**Provided entries**
// SPDX-License-Identifier: MIT OR Apache-2.0
// Copyright (c) 2025 adflow contributors

//! Schedule triggers

use chrono::{DateTime, Utc};

use super::{compile, Recurrence, DEFAULT_TIME_ZONE};
use crate::errors::AdflowResult;
use crate::resource::TriggerResource;

/// A trigger that starts its pipelines on a recurring schedule.
///
/// The schedule is kept as written and compiled each time the trigger is
/// emitted, so an invalid expression only fails at that point.
#[derive(Debug, Clone, PartialEq, Eq)]
pub struct ScheduleTrigger {
    pub name: String,
    pub schedule: String,
    pub start_time: DateTime<Utc>,
    pub time_zone: String,
    pub pipelines: Vec<String>,
}

impl ScheduleTrigger {
    pub fn new<I, S>(
        name: impl Into<String>,
        schedule: impl Into<String>,
        start_time: DateTime<Utc>,
        pipelines: I,
    ) -> Self
    where
        I: IntoIterator<Item = S>,
        S: Into<String>,
    {
        Self {
            name: name.into(),
            schedule: schedule.into(),
            start_time,
            time_zone: DEFAULT_TIME_ZONE.to_string(),
            pipelines: pipelines.into_iter().map(Into::into).collect(),
        }
    }

    pub fn with_time_zone(mut self, time_zone: impl Into<String>) -> Self {
        self.time_zone = time_zone.into();
        self
    }

    pub fn recurrence(&self) -> AdflowResult<Recurrence> {
        compile(&self.schedule, self.start_time, &self.time_zone)
    }

    pub fn to_resource(&self) -> AdflowResult<TriggerResource> {
        Ok(TriggerResource::new(
            self.recurrence()?,
            self.pipelines.iter().cloned(),
        ))
    }
}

**Exercise aim**
Set down, word for word, only the lines running from the line with "#[derive(Debug, Clone, PartialEq, Eq)]" to the last line of the listing above. Both of those lines belong in your answer.

**Output of the task**
#[derive(Debug, Clone, PartialEq, Eq)]
pub struct ScheduleTrigger {
    pub name: String,
    pub schedule: String,
    pub start_time: DateTime<Utc>,
    pub time_zone: String,
    pub pipelines: Vec<String>,
}

impl ScheduleTrigger {
    pub fn new<I, S>(
        name: impl Into<String>,
        schedule: impl Into<String>,
        start_time: DateTime<Utc>,
        pipelines: I,
    ) -> Self
    where
        I: IntoIterator<Item = S>,
        S: Into<String>,
    {
        Self {
            name: name.into(),
            schedule: schedule.into(),
            start_time,
            time_zone: DEFAULT_TIME_ZONE.to_string(),
            pipelines: pipelines.into_iter().map(Into::into).collect(),
        }
    }

    pub fn with_time_zone(mut self, time_zone: impl Into<String>) -> Self {
        self.time_zone = time_zone.into();
        self
    }

    pub fn recurrence(&self) -> AdflowResult<Recurrence> {
        compile(&self.schedule, self.start_time, &self.time_zone)
    }

    pub fn to_resource(&self) -> AdflowResult<TriggerResource> {
        Ok(TriggerResource::new(
            self.recurrence()?,
            self.pipelines.iter().cloned(),
        ))
    }
}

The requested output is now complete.